GABAergic modulation of hippocampal glutamatergic neurons: an in vivo microdialysis study.

We have demonstrated the effects of activation of presynaptic gamma-aminobutyric acid (GABA) receptors on glutamate release using in vivo brain microdialysis. A dialysis probe inserted into the hippocampus CA2 area of freely moving rats was perfused with Ringers solution containing 100 mM potassium chloride (KCl) or 0.05 mM veratridine for 20 min. Extracellular concentrations of amino acids were monitored by measuring their levels in dialysates by high performance liquid chromatography (HPLC) fluorometry. Perfusion with depolarizing agents, such as KCl or veratridine, increased extracellular glutamate levels in the hippocampus. Pretreatment with 1 mM GABA, before perfusion with depolarizing agents, significantly suppressed the depolarizing agent-induced increase in glutamate levels. The GABA(B) receptor agonist baclofen (1 mM) also significantly inhibited the depolarizing agent-induced increase in glutamate levels, whereas the GABA(A) receptor agonist, muscimol, had no affect.
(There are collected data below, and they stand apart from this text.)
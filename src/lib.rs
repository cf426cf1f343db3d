// src/lib.rs

pub mod config;
pub mod distribution;
pub mod error;
pub mod indicators;
pub mod messages;
pub mod models;
pub mod series;
pub mod stats;

use std::collections::BTreeMap;

use tracing::{debug, info, warn};

use crate::config::AnalyticsConfig;
use crate::distribution::CompositeDistribution;
use crate::indicators::{calculate_change_index, time_dimension_profile, SlidingVolatilityCalculator, WarningClassifier};
use crate::models::{
    ChangeIndex, HorizonPair, MetricAnalysis, MetricSet, ProductReport, ProductSeries, RollingMoments,
    TimeDimensionProfile, WarningLevel,
};

pub use crate::error::{AnalyticsError, Result};

/// Result of analyzing a batch of products.
#[derive(Debug, Clone)]
pub struct BatchReport {
    pub products: Vec<ProductReport>,
    /// Product count per tier (worst of the two policies), every tier present.
    pub tiers: BTreeMap<WarningLevel, usize>,
    pub distribution: CompositeDistribution,
}

/// Runs the full volatility pipeline for one product.
///
/// Records are aligned onto the `lookback_days` window ending at `end_date`; each metric
/// then gets its sliding descriptors, whole-window change index and time-dimension profile,
/// and the 1-day / 3-day entries of the profiles feed both warning policies.
pub fn analyze_product(product: &ProductSeries, cfg: &AnalyticsConfig) -> ProductReport {
    let aligned = series::align_daily(&product.records, product.end_date, cfg.lookback_days);
    let levels = &cfg.volatility.levels;
    let sliding = SlidingVolatilityCalculator::new(&cfg.volatility);

    let profiles = MetricSet::from_fn(|metric| time_dimension_profile(aligned.metric(metric), &cfg.dimensions, levels));
    let horizons = profiles.map(|metric, profile| {
        horizon_profiles(profile).unwrap_or_else(|| {
            warn!(product = %product.product_id, ?metric, "1-day / 3-day dimensions missing, using neutral inputs");
            let neutral = neutral_profile();
            HorizonPair { one_day: neutral, three_day: neutral }
        })
    });

    let classifier = WarningClassifier::new(&cfg.warning);
    let level_warning = classifier.classify_by_level_score(&horizons.map(|_, h| HorizonPair {
        one_day: h.one_day.change_index.level,
        three_day: h.three_day.change_index.level,
    }));
    let cv_warning = classifier.classify_by_coefficient_of_variation(&horizons.map(|_, h| HorizonPair {
        one_day: h.one_day.moments,
        three_day: h.three_day.moments,
    }));

    let metrics = profiles.map(|metric, profile| {
        let values = aligned.metric(metric);
        let change_index = calculate_change_index(values, levels)
            .unwrap_or_else(ChangeIndex::neutral)
            .rounded();

        debug!(
            product = %product.product_id,
            ?metric,
            valid = values.iter().filter(|v| **v > 0.0).count(),
            strength = change_index.strength,
            level = change_index.level.label(),
            "metric analyzed"
        );

        MetricAnalysis {
            sliding: sliding.calculate(values),
            change_index,
            dimensions: profile
                .iter()
                .map(|p| TimeDimensionProfile { change_index: p.change_index.rounded(), ..*p })
                .collect(),
            message: messages::change_index_message(metric, &change_index),
        }
    });

    let mut report = ProductReport {
        product_id: product.product_id.clone(),
        reference_date: product.end_date,
        metrics,
        level_warning,
        cv_warning,
        alert: String::new(),
    };
    report.alert = messages::product_alert(&report);

    if report.worst_level() == WarningLevel::Severe {
        warn!(
            "🔥 Severe volatility on product {} | level score: {:.2} | CV score: {:.2}",
            report.product_id, level_warning.composite, cv_warning.composite
        );
    }

    report
}

/// Analyzes every product and aggregates tier counts and the composite-score histogram.
pub fn analyze_batch(products: &[ProductSeries], cfg: &AnalyticsConfig) -> BatchReport {
    let mut tiers: BTreeMap<WarningLevel, usize> = [
        WarningLevel::Normal,
        WarningLevel::Minor,
        WarningLevel::Moderate,
        WarningLevel::Severe,
    ]
    .into_iter()
    .map(|level| (level, 0))
    .collect();
    let mut distribution = CompositeDistribution::new(
        cfg.histogram.step,
        cfg.histogram.buckets,
        cfg.warning.level_thresholds.clone(),
    );

    let reports: Vec<ProductReport> = products
        .iter()
        .map(|product| {
            let report = analyze_product(product, cfg);
            *tiers.entry(report.worst_level()).or_insert(0) += 1;
            distribution.record(report.level_warning.composite);
            report
        })
        .collect();

    info!(
        "📊 Analyzed {} products | 正常: {} 轻微: {} 一般: {} 严重: {}",
        reports.len(),
        tiers[&WarningLevel::Normal],
        tiers[&WarningLevel::Minor],
        tiers[&WarningLevel::Moderate],
        tiers[&WarningLevel::Severe],
    );

    BatchReport { products: reports, tiers, distribution }
}

fn horizon_profiles(profile: &[TimeDimensionProfile]) -> Option<HorizonPair<TimeDimensionProfile>> {
    let dimensions: Vec<usize> = profile.iter().map(|p| p.dimension).collect();
    HorizonPair::from_dimensions(profile, &dimensions)
}

fn neutral_profile() -> TimeDimensionProfile {
    TimeDimensionProfile {
        dimension: 0,
        change_index: ChangeIndex::neutral(),
        moments: RollingMoments { average: 0.0, std_dev: 0.0 },
    }
}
Similarly, baclofen (0.5 mM) decreased the KCl (13.5 mM)-induced 45Ca(2+) influx into cortical synaptosomes to 57% of the level induced in the absence of baclofen. On the other hands, GABA did not affect the increases in glycine and taurine level by depolarizing agents. These results suggest that GABA modulates depolarization-evoked glutamate release in the hippocampus by inhibiting Ca(2+) entry into neurons, an effect mediated by presynaptic GABA(B) receptors.